ANDREW OUKO :::::::::::::::::::::::::::::::::::::::::::::::::::::::::::::::::: PLAINTIFF

VERSUS

KENYA COMMERCIAL BANK LTD :::::::::::::::::::::::::1st DEFENDANT

KENYA AIDS NGO CONSORTIUM ::::::::::::::::::::::::2ND DEFENDANT

PATRICK KAMUNYU ::::::::::::::::::::::::::::::::::::::::::::::::3rd DEFENDANT

JAMES NJUGUNA ::::::::::::::::::::::::::::::::::::::::::::::::::: 4th DEFENDANT

RULING

By a Plaint dated 10th October, 2004 and filed on 14th October 2004 the Plaintiff prayed for a declaration that the sale of L.R. No.11877 on 2nd September 2004 to the 2nd and 3rd Defendants was null and void abinitio and did not pass any title to the said 2nd and 3rd Defendants and therefore an injunction should issue restraining the Defendants by themselves, their agents, or servants from transferring or dealing in any way with the said property pending determination of the suit. The Plaintiff further sought an order nullifying and/or canceling the said sale. The Plaintiff also claimed damages. The sale which was sought to be cancelled was effected by a firm of auctioneers called Garam Investment Limited on the instructions of the 1st Defendant in the exercise of its statutory power of sale. In the Plaint the Plaintiff alleged that the purported exercise of the statutory power of sale was illegal, null and void as the necessary 90 days statutory notice was never served and that at the time of the purported exercise of the power of sale there existed no person vested with the right of redemption against whom the notice could be served and if there was such a person no notice was duly served upon him.
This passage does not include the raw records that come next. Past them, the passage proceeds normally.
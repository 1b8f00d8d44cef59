//! Question catalog and prize ladder for Hotseat.
//!
//! Everything in this crate is read-only at runtime: the catalog and the
//! ladder are loaded and validated once at startup, then shared across
//! every session (typically behind an `Arc`) without synchronization.
//!
//! # Key types
//!
//! - [`Question`] / [`QuestionId`] — one multiple-choice question record
//! - [`QuestionBank`] — the validated catalog, indexed by id
//! - [`PrizeLadder`] — ascending prize values plus the safe rung
//! - [`BankError`] — every way the config data can be malformed

mod bank;
mod error;
mod ladder;
mod question;

pub use bank::QuestionBank;
pub use error::BankError;
pub use ladder::PrizeLadder;
pub use question::{Question, QuestionId, OPTION_COUNT};
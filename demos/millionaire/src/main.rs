//! Console playthrough of the Hotseat engine.
//!
//! A stand-in for the real presentation layer: it renders question
//! views to stdout and maps typed commands onto the five player
//! actions. All game rules live behind the `GameService`.

use std::io::{self, BufRead};

use hotseat::prelude::*;

/// The bundled catalog: programming and internet trivia, one hint each.
static CATALOG: &str = include_str!("../questions.json");

// ---------------------------------------------------------------------------
// Rendering
// ---------------------------------------------------------------------------

fn render(view: &QuestionView) {
    println!();
    println!(
        "── Level {} ── playing for {} (safe: {}) ──",
        view.level + 1,
        view.prize,
        view.safe_prize
    );
    println!("{}", view.text);
    for option in &view.options {
        println!("  {}) {}", option.index + 1, option.text);
    }
    if let Some(hint) = &view.hint {
        println!("  hint: {hint}");
    }
    let available: Vec<String> = view
        .lifelines
        .available()
        .iter()
        .map(|kind| kind.to_string())
        .collect();
    if !available.is_empty() {
        println!("  lifelines: {}", available.join(", "));
    }
}

fn render_outcome(outcome: &Outcome) {
    match outcome {
        Outcome::Won { payout } => println!("\nYou take home {payout}!"),
        Outcome::Lost { payout } => {
            println!("\nWrong! You leave with {payout}.")
        }
        Outcome::Continue { .. } => {}
    }
}

// ---------------------------------------------------------------------------
// Command parsing
// ---------------------------------------------------------------------------

enum Command {
    Answer(usize),
    Lifeline(LifelineKind),
    Walk,
    Play,
    Quit,
}

fn parse_command(input: &str) -> Option<Command> {
    match input {
        "walk" => return Some(Command::Walk),
        "play" => return Some(Command::Play),
        "quit" | "q" => return Some(Command::Quit),
        "50" => return Some(Command::Lifeline(LifelineKind::FiftyFifty)),
        _ => {}
    }
    if let Ok(kind) = input.parse::<LifelineKind>() {
        return Some(Command::Lifeline(kind));
    }
    if let Ok(number) = input.parse::<usize>() {
        if (1..=OPTION_COUNT).contains(&number) {
            return Some(Command::Answer(number - 1));
        }
    }
    None
}

// ---------------------------------------------------------------------------
// Main loop
// ---------------------------------------------------------------------------

#[tokio::main]
async fn main() -> Result<(), Box<dyn std::error::Error>> {
    tracing_subscriber::fmt()
        .with_env_filter(tracing_subscriber::EnvFilter::from_default_env())
        .init();

    let bank = QuestionBank::from_json(CATALOG)?;
    let service = GameService::new(
        bank,
        PrizeLadder::default(),
        SessionConfig::default(),
    )?;

    println!("Welcome to the hot seat!");
    println!("Answer with 1-4. Lifelines: `50`, `hint`, `swap`.");
    println!("`walk` banks your prize, `play` starts over, `quit` exits.");

    let started = service.start(None).await?;
    let token = started.token.clone();
    render(&started.question);

    for line in io::stdin().lock().lines() {
        let input = line?;
        let Some(command) = parse_command(input.trim()) else {
            println!("(1-4, 50, hint, swap, walk, play, quit)");
            continue;
        };

        let result = match command {
            Command::Quit => break,
            Command::Play => {
                let restarted = service.start(Some(token.clone())).await?;
                render(&restarted.question);
                continue;
            }
            Command::Walk => service.give_up(&token).await.map(|outcome| {
                render_outcome(&outcome);
            }),
            Command::Answer(choice) => service
                .submit_answer(&token, choice)
                .await
                .map(|answer| {
                    render_outcome(&answer.outcome);
                    if let Some(view) = &answer.question {
                        render(view);
                    }
                }),
            Command::Lifeline(kind) => service
                .use_lifeline(&token, kind)
                .await
                .map(|view| render(&view)),
        };

        if let Err(err) = result {
            if err.is_recoverable() {
                println!("({err})");
            } else if err.needs_restart() {
                println!("({err} — type `play` to start over)");
            } else {
                return Err(err.into());
            }
        }
    }

    Ok(())
}
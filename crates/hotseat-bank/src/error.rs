//! Error types for catalog and ladder validation.
//!
//! Every variant here describes malformed configuration data. These are
//! fatal at startup: a server refuses to boot on a bad catalog rather
//! than failing mid-session.

use crate::QuestionId;

/// Errors raised while loading or validating the question bank and
/// prize ladder.
#[derive(Debug, thiserror::Error)]
pub enum BankError {
    /// The catalog contains no questions.
    #[error("question catalog is empty")]
    Empty,

    /// Two catalog entries share the same id.
    #[error("duplicate question id {0}")]
    DuplicateId(QuestionId),

    /// A question's `correct_index` does not point at one of its four
    /// options.
    #[error("question {id}: correct index {index} outside 0-3")]
    CorrectIndexOutOfRange { id: QuestionId, index: usize },

    /// The prize ladder has no rungs.
    #[error("prize ladder is empty")]
    EmptyLadder,

    /// The prize values are not strictly increasing from rung to rung.
    #[error("prize ladder values must be strictly ascending")]
    LadderNotAscending,

    /// The configured safe rung is past the top of the ladder.
    #[error("safe index {safe} outside ladder of {len} rungs")]
    SafeIndexOutOfRange { safe: usize, len: usize },

    /// The catalog is smaller than the ladder — a full climb would
    /// exhaust the deck mid-session.
    #[error("catalog has {have} questions but the ladder has {need} rungs")]
    TooFewQuestions { have: usize, need: usize },

    /// The catalog JSON failed to parse.
    #[error("catalog parse failed: {0}")]
    Parse(#[from] serde_json::Error),
}
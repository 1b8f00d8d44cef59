//! # Hotseat
//!
//! A server-side "Who Wants to Be a Millionaire" engine: a fixed
//! question catalog, a prize ladder with a safe rung, three one-shot
//! lifelines, and a per-visitor game-state machine.
//!
//! The routing/presentation layer stays external: it holds one
//! [`GameService`], correlates visitors by session token (a cookie),
//! and calls the five player actions — start, current question, submit
//! answer, use lifeline, give up.
//!
//! ## Quick Start
//!
//! ```rust,no_run
//! use hotseat::prelude::*;
//!
//! # async fn run() -> Result<(), Box<dyn std::error::Error>> {
//! # let catalog_json = "[]";
//! let bank = QuestionBank::from_json(catalog_json)?;
//! let service = GameService::new(
//!     bank,
//!     PrizeLadder::default(),
//!     SessionConfig::default(),
//! )?;
//!
//! let started = service.start(None).await?;
//! let result = service.submit_answer(&started.token, 2).await?;
//! # Ok(())
//! # }
//! ```

mod error;
mod service;

pub use error::HotseatError;
pub use service::{AnswerResult, GameService, StartedGame};

/// The common imports a consumer needs, in one place.
pub mod prelude {
    pub use crate::{AnswerResult, GameService, HotseatError, StartedGame};
    pub use hotseat_bank::{
        BankError, PrizeLadder, Question, QuestionBank, QuestionId,
        OPTION_COUNT,
    };
    pub use hotseat_engine::{
        AnswerOption, GameError, GamePhase, GameState, LifelineKind,
        Lifelines, Outcome, QuestionView,
    };
    pub use hotseat_session::{
        SessionConfig, SessionError, SessionStore, SessionToken,
    };
}
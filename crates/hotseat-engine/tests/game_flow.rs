//! End-to-end playthroughs of the game-state machine, exercising the
//! behavioral properties the engine guarantees across whole sessions:
//! monotone levels, no repeated questions, one-shot lifelines, and the
//! payout rules at every exit.

use hotseat_bank::{PrizeLadder, Question, QuestionBank, QuestionId, OPTION_COUNT};
use hotseat_engine::{GamePhase, GameState, LifelineKind, Outcome};
use rand::{rngs::StdRng, SeedableRng};

/// A bank of `n` questions with predictable answers: question `id` is
/// correct at index `id % 4`.
fn bank_of(n: u32) -> QuestionBank {
    let questions = (1..=n)
        .map(|id| Question {
            id: QuestionId(id),
            text: format!("question {id}"),
            options: ["a".into(), "b".into(), "c".into(), "d".into()],
            correct_index: (id as usize) % OPTION_COUNT,
            hint: Some(format!("hint {id}")),
        })
        .collect();
    QuestionBank::new(questions).expect("valid bank")
}

fn correct_choice(state: &GameState) -> usize {
    let id = state.current_question().expect("a question is on screen");
    (id.0 as usize) % OPTION_COUNT
}

fn wrong_choice(state: &GameState) -> usize {
    (correct_choice(state) + 1) % OPTION_COUNT
}

#[test]
fn test_full_climb_wins_the_million() {
    let bank = bank_of(20);
    let ladder = PrizeLadder::default();
    let mut rng = StdRng::seed_from_u64(1);
    let mut state = GameState::new(&bank, &ladder);
    state.start(&bank, &ladder, &mut rng).unwrap();

    let mut last = None;
    for _ in 0..15 {
        last = Some(
            state
                .submit_answer(&bank, &ladder, &mut rng, correct_choice(&state))
                .expect("climb step"),
        );
    }

    assert_eq!(last, Some(Outcome::Won { payout: 1_000_000 }));
    assert_eq!(state.phase(), GamePhase::Won);
    assert_eq!(state.current_level(), 15);
}

#[test]
fn test_five_correct_answers_reach_level_five_without_repeats() {
    let bank = bank_of(20);
    let ladder = PrizeLadder::default();
    let mut rng = StdRng::seed_from_u64(2);
    let mut state = GameState::new(&bank, &ladder);
    state.start(&bank, &ladder, &mut rng).unwrap();

    let mut asked = vec![state.current_question().unwrap()];
    for _ in 0..5 {
        state
            .submit_answer(&bank, &ladder, &mut rng, correct_choice(&state))
            .unwrap();
        asked.push(state.current_question().unwrap());
    }

    assert_eq!(state.current_level(), 5);
    assert!(state.current_question().is_some());

    let mut unique = asked.clone();
    unique.sort_by_key(|id| id.0);
    unique.dedup();
    assert_eq!(unique.len(), asked.len(), "a question repeated: {asked:?}");
}

#[test]
fn test_level_is_monotone_and_bounded_across_whole_sessions() {
    let bank = bank_of(30);
    let ladder = PrizeLadder::default();

    // Play many full sessions with mixed right/wrong answers and check
    // the level never decreases and never passes the ladder length.
    for seed in 0..25 {
        let mut rng = StdRng::seed_from_u64(seed);
        let mut state = GameState::new(&bank, &ladder);
        state.start(&bank, &ladder, &mut rng).unwrap();

        let mut previous = state.current_level();
        let mut step = 0u64;
        while state.phase().is_active() {
            // Miss every fourth answer, keyed off the seed for variety.
            let choice = if (step + seed) % 4 == 3 {
                wrong_choice(&state)
            } else {
                correct_choice(&state)
            };
            state.submit_answer(&bank, &ladder, &mut rng, choice).unwrap();

            assert!(state.current_level() >= previous, "level decreased");
            assert!(state.current_level() <= ladder.len(), "level past top");
            previous = state.current_level();
            step += 1;
        }
    }
}

#[test]
fn test_losing_pays_zero_below_safe_and_safe_prize_at_or_above() {
    let bank = bank_of(20);
    let ladder = PrizeLadder::default(); // safe rung: index 4, 1 000

    // Lose at every reachable level and check the forfeit rule.
    for lose_at in 0..10 {
        let mut rng = StdRng::seed_from_u64(100 + lose_at as u64);
        let mut state = GameState::new(&bank, &ladder);
        state.start(&bank, &ladder, &mut rng).unwrap();

        for _ in 0..lose_at {
            state
                .submit_answer(&bank, &ladder, &mut rng, correct_choice(&state))
                .unwrap();
        }
        let outcome = state
            .submit_answer(&bank, &ladder, &mut rng, wrong_choice(&state))
            .unwrap();

        let expected = if lose_at >= 4 { 1_000 } else { 0 };
        assert_eq!(
            outcome,
            Outcome::Lost { payout: expected },
            "losing at level {lose_at}"
        );
    }
}

#[test]
fn test_walking_away_banks_the_current_rung() {
    let bank = bank_of(20);
    let ladder = PrizeLadder::default();

    for stop_at in 0..6 {
        let mut rng = StdRng::seed_from_u64(200 + stop_at as u64);
        let mut state = GameState::new(&bank, &ladder);
        state.start(&bank, &ladder, &mut rng).unwrap();

        for _ in 0..stop_at {
            state
                .submit_answer(&bank, &ladder, &mut rng, correct_choice(&state))
                .unwrap();
        }
        let outcome = state.give_up(&ladder).unwrap();

        assert_eq!(
            outcome,
            Outcome::Won {
                payout: ladder.value(stop_at)
            },
            "walking away at level {stop_at}"
        );
    }
}

#[test]
fn test_lifeline_flags_stay_spent_for_the_whole_session() {
    let bank = bank_of(20);
    let ladder = PrizeLadder::default();
    let mut rng = StdRng::seed_from_u64(3);
    let mut state = GameState::new(&bank, &ladder);
    state.start(&bank, &ladder, &mut rng).unwrap();

    state
        .use_lifeline(&bank, &mut rng, LifelineKind::FiftyFifty)
        .unwrap();
    state.use_lifeline(&bank, &mut rng, LifelineKind::Hint).unwrap();
    state.use_lifeline(&bank, &mut rng, LifelineKind::Swap).unwrap();

    // Climb a few rungs; every flag must still read spent, and every
    // re-use must be rejected.
    for _ in 0..4 {
        state
            .submit_answer(&bank, &ladder, &mut rng, correct_choice(&state))
            .unwrap();
        for kind in [LifelineKind::FiftyFifty, LifelineKind::Hint, LifelineKind::Swap]
        {
            assert!(state.lifelines().is_used(kind));
            assert!(state.use_lifeline(&bank, &mut rng, kind).is_err());
        }
    }
}

#[test]
fn test_all_three_lifelines_on_one_question_then_win_it() {
    let bank = bank_of(20);
    let ladder = PrizeLadder::default();
    let mut rng = StdRng::seed_from_u64(4);
    let mut state = GameState::new(&bank, &ladder);
    state.start(&bank, &ladder, &mut rng).unwrap();

    // Swap first (new question), then narrow it down and peek the hint.
    state.use_lifeline(&bank, &mut rng, LifelineKind::Swap).unwrap();
    state
        .use_lifeline(&bank, &mut rng, LifelineKind::FiftyFifty)
        .unwrap();
    state.use_lifeline(&bank, &mut rng, LifelineKind::Hint).unwrap();

    let view = state.current_view(&bank, &ladder).unwrap();
    assert_eq!(view.options.len(), 2);
    assert!(view.hint.is_some());

    let outcome = state
        .submit_answer(&bank, &ladder, &mut rng, correct_choice(&state))
        .unwrap();
    assert_eq!(outcome, Outcome::Continue { level: 1 });
}

#[test]
fn test_pool_shrinks_by_exactly_one_per_draw() {
    let bank = bank_of(20);
    let ladder = PrizeLadder::default();
    let mut rng = StdRng::seed_from_u64(5);
    let mut state = GameState::new(&bank, &ladder);

    state.start(&bank, &ladder, &mut rng).unwrap();
    let mut expected = bank.len() - 1;
    assert_eq!(state.remaining_count(), expected);

    // Answers and a swap each consume exactly one draw.
    state
        .submit_answer(&bank, &ladder, &mut rng, correct_choice(&state))
        .unwrap();
    expected -= 1;
    assert_eq!(state.remaining_count(), expected);

    state.use_lifeline(&bank, &mut rng, LifelineKind::Swap).unwrap();
    expected -= 1;
    assert_eq!(state.remaining_count(), expected);

    state
        .submit_answer(&bank, &ladder, &mut rng, correct_choice(&state))
        .unwrap();
    expected -= 1;
    assert_eq!(state.remaining_count(), expected);
}
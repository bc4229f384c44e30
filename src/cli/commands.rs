// ============================================================
// Layer 1 — CLI Commands and Arguments
// ============================================================
// Defines the three subcommands: `ask`, `discover` and `config`
// and all their configurable flags. `config --save FILE` writes
// a file that `--config FILE` reads back.
//
// Run settings resolve in three steps:
//   1. RunConfig::default()
//   2. --config FILE (JSON, every field optional)
//   3. individual flags, which always win
//
// clap's derive macros automatically generate:
//   - help text (--help)
//   - error messages for missing args
//   - type conversion (string → usize, u64, etc.)
//
// Reference: Rust Book §12 (Building a CLI Program)

use anyhow::Result;
use clap::{Args, Subcommand};
use std::path::PathBuf;

use crate::domain::chunk::MetadataFilter;
use crate::domain::config::RunConfig;
use crate::infra::config_store;
use crate::infra::llm_client::{self, LlmSettings};

#[derive(Subcommand, Debug)]
pub enum Commands {
    /// Answer a research question from papers
    Ask(AskArgs),

    /// List the papers discovery finds for a query
    Discover(DiscoverArgs),

    /// Print the effective run configuration as JSON
    Config(ConfigArgs),
}

/// Run settings shared by every command that builds a RunConfig.
#[derive(Args, Debug, Default)]
pub struct RunArgs {
    /// JSON file with run settings; flags below override it
    #[arg(long)]
    pub config: Option<PathBuf>,

    /// Extra discovery passes allowed when evidence is thin
    #[arg(long)]
    pub max_retries: Option<u32>,

    /// Maximum stage invocations before the run is halted
    #[arg(long)]
    pub step_budget: Option<u32>,

    /// Concurrent external calls inside one stage
    #[arg(long)]
    pub concurrency: Option<usize>,

    /// Results requested per similarity query
    #[arg(long)]
    pub k: Option<usize>,

    /// Papers requested on the first discovery pass
    #[arg(long)]
    pub max_papers: Option<usize>,

    /// Confirmed chunks needed to skip a retry
    #[arg(long)]
    pub min_confirmed: Option<usize>,

    /// Timeout for every language model and index call
    #[arg(long)]
    pub call_timeout_secs: Option<u64>,

    /// Timeout for discovery and downloads
    #[arg(long)]
    pub fetch_timeout_secs: Option<u64>,

    /// Only search chunks that describe a method
    #[arg(long)]
    pub require_method: bool,

    /// Only search chunks that report results
    #[arg(long)]
    pub require_results: bool,
}

impl RunArgs {
    /// Defaults, then the config file, then flags; validated.
    pub fn resolve(&self) -> Result<RunConfig> {
        let mut cfg = config_store::load_or_default(self.config.as_deref())?;

        if let Some(v) = self.max_retries        { cfg.max_retries = v; }
        if let Some(v) = self.step_budget        { cfg.step_budget = v; }
        if let Some(v) = self.concurrency        { cfg.concurrency_limit = v; }
        if let Some(v) = self.k                  { cfg.k = v; }
        if let Some(v) = self.max_papers         { cfg.max_papers = v; }
        if let Some(v) = self.min_confirmed      { cfg.min_confirmed = v; }
        if let Some(v) = self.call_timeout_secs  { cfg.call_timeout_secs = v; }
        if let Some(v) = self.fetch_timeout_secs { cfg.fetch_timeout_secs = v; }

        if self.require_method || self.require_results {
            let filter = cfg.metadata_filter.get_or_insert_with(MetadataFilter::default);
            if self.require_method  { filter.contains_method = Some(true); }
            if self.require_results { filter.contains_results = Some(true); }
        }

        cfg.validate()?;
        Ok(cfg)
    }
}

/// Language model endpoint flags.
#[derive(Args, Debug)]
pub struct LlmArgs {
    /// Base URL of an OpenAI-compatible chat-completions API
    #[arg(long, default_value = llm_client::DEFAULT_BASE_URL)]
    pub llm_base_url: String,

    /// Model name sent with every request
    #[arg(long, default_value = llm_client::DEFAULT_MODEL)]
    pub llm_model: String,

    /// API key for the language model endpoint
    #[arg(long, env = "OPENROUTER_API_KEY", hide_env_values = true)]
    pub api_key: Option<String>,
}

/// Convert CLI LlmArgs into infrastructure LlmSettings.
/// The timeout is filled in from the run config later.
impl From<LlmArgs> for LlmSettings {
    fn from(a: LlmArgs) -> Self {
        LlmSettings {
            base_url: a.llm_base_url,
            model:    a.llm_model,
            api_key:  a.api_key,
            ..LlmSettings::default()
        }
    }
}

/// All arguments for the `ask` command
#[derive(Args, Debug)]
pub struct AskArgs {
    /// The research question to answer
    #[arg(long)]
    pub question: String,

    /// Directory of *.json paper records to use instead of arXiv
    #[arg(long)]
    pub corpus_dir: Option<PathBuf>,

    /// Where downloaded documents are cached
    #[arg(long, default_value = ".cache/documents")]
    pub cache_dir: PathBuf,

    /// Print the final run state as JSON instead of text
    #[arg(long)]
    pub json: bool,

    /// Also print the stages the run went through
    #[arg(long)]
    pub trace: bool,

    #[command(flatten)]
    pub run: RunArgs,

    #[command(flatten)]
    pub llm: LlmArgs,
}

/// All arguments for the `discover` command
#[derive(Args, Debug)]
pub struct DiscoverArgs {
    /// Free-text search query
    #[arg(long)]
    pub query: String,

    /// Maximum number of papers to list
    #[arg(long, default_value_t = 10)]
    pub max_results: usize,

    /// Directory of *.json paper records to use instead of arXiv
    #[arg(long)]
    pub corpus_dir: Option<PathBuf>,

    /// Timeout for the discovery call
    #[arg(long, default_value_t = 15)]
    pub fetch_timeout_secs: u64,
}

/// All arguments for the `config` command
#[derive(Args, Debug)]
pub struct ConfigArgs {
    /// Also write the effective config to this JSON file
    #[arg(long)]
    pub save: Option<PathBuf>,

    #[command(flatten)]
    pub run: RunArgs,
}
// ============================================================
// Layer 3 — Run Configuration
// ============================================================
// Every tunable of one pipeline run. Serialisable so it can be
// read from a JSON file (see infra::config_store) and printed
// back with `evidence-qa config`.
//
// The CLI layer converts its flags into overrides on top of this
// struct; the application layer never sees clap types.

use std::time::Duration;

use anyhow::{bail, Result};
use serde::{Deserialize, Serialize};

use crate::domain::chunk::MetadataFilter;

/// Upper bound on the default concurrency limit, so a large
/// machine does not flood the external index or the LLM API.
pub const MAX_DEFAULT_CONCURRENCY: usize = 8;

#[derive(Debug, Clone, PartialEq, Serialize, Deserialize)]
#[serde(default)]
pub struct RunConfig {
    /// Extra discovery passes allowed when evidence is thin
    pub max_retries: u32,
    /// Maximum stage invocations before the run is forcibly halted
    pub step_budget: u32,
    /// Concurrent external calls inside one stage
    pub concurrency_limit: usize,
    /// Results requested per similarity query
    pub k: usize,
    /// Characters of chunk text fingerprinted for deduplication
    pub dedup_prefix_len: usize,
    /// Timeout applied to every LLM and index call
    pub call_timeout_secs: u64,
    /// Timeout applied to document discovery and downloads
    pub fetch_timeout_secs: u64,
    pub max_papers: usize,
    pub max_hypotheses: usize,
    pub max_expansions: usize,
    /// Confirmed chunks needed across all hypotheses to skip a retry
    pub min_confirmed: usize,
    pub chunk_words: usize,
    pub chunk_overlap: usize,
    /// Extracted text beyond this many characters is discarded
    pub max_document_chars: usize,
    /// Discovery asks for max_papers * factor^retry_count on a retry pass
    pub retry_widen_factor: usize,
    pub metadata_filter: Option<MetadataFilter>,
}

impl Default for RunConfig {
    fn default() -> Self {
        Self {
            max_retries:        1,
            step_budget:        10,
            concurrency_limit:  default_concurrency(),
            k:                  3,
            dedup_prefix_len:   100,
            call_timeout_secs:  30,
            fetch_timeout_secs: 15,
            max_papers:         3,
            max_hypotheses:     3,
            max_expansions:     5,
            min_confirmed:      2,
            chunk_words:        200,
            chunk_overlap:      40,
            max_document_chars: 10_000,
            retry_widen_factor: 2,
            metadata_filter:    None,
        }
    }
}

impl RunConfig {
    pub fn call_timeout(&self) -> Duration {
        Duration::from_secs(self.call_timeout_secs)
    }

    pub fn fetch_timeout(&self) -> Duration {
        Duration::from_secs(self.fetch_timeout_secs)
    }

    /// How many papers discovery should request on the given pass.
    pub fn papers_for_pass(&self, retry_count: u32) -> usize {
        let factor = self.retry_widen_factor.max(1).saturating_pow(retry_count);
        self.max_papers.saturating_mul(factor)
    }

    /// Reject configurations that could never make progress.
    pub fn validate(&self) -> Result<()> {
        if self.step_budget == 0 {
            bail!("step_budget must be at least 1");
        }
        if self.k == 0 {
            bail!("k must be at least 1");
        }
        if self.concurrency_limit == 0 {
            bail!("concurrency_limit must be at least 1");
        }
        if self.dedup_prefix_len == 0 {
            bail!("dedup_prefix_len must be at least 1");
        }
        if self.chunk_overlap >= self.chunk_words {
            bail!(
                "chunk_overlap ({}) must be less than chunk_words ({})",
                self.chunk_overlap,
                self.chunk_words
            );
        }
        Ok(())
    }
}

/// Available cores, capped at MAX_DEFAULT_CONCURRENCY.
fn default_concurrency() -> usize {
    std::thread::available_parallelism()
        .map(|n| n.get())
        .unwrap_or(1)
        .min(MAX_DEFAULT_CONCURRENCY)
}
Consequently, the purported sale was null and void abinitio and passed no title or right of ownership to the 2nd and 3rd Defendants in law or equity.

Simultaneously with the Plaint the Plaintiff filed an interlocutory application seeking primarily one prayer which was that the Defendants , their servants and or agents be restrained from lodging with the Registrar of Titles, Nairobi a transfer or any other document that would transfer the ownership of the suit property pending determination of the suit. The application was supported by the Plaintiff’s affidavit in which he deponed that he was the administrator of the estate of his late father Jason Moracha Atinda Ouko who died on 2nd September, 1996 and before his death had charged the suit title to the 1st Defendant for about 9.2. million for the benefit of a company called Kaputiei Meat Products and the family of the deceased believed that having informed the 1st Defendant of the death of his father the chargor the 1st Defendant would recover the charge debt from the said company as the principal debtor. The Plaintiff further swore that despite the death of his father the 1st Defendant purported to exercise its statutory power of sale and sold the suit property to the 2nd and 3rd Defendants for Ksh s16.2 million which was far below their valuation of Kshs 45 million. The Plaintiff further swore that service of the statutory notice of sale was not possible as there was no administrator of the estate of his late father. The Plaintiff further deponed that he was aware that the Official Receiver had applied for a Limited Grant but the said Official had declined to institute the injunction proceedings leaving him with no alternative but to apply for a Limited Granted himself which grant he obtained on 28th September, 2004.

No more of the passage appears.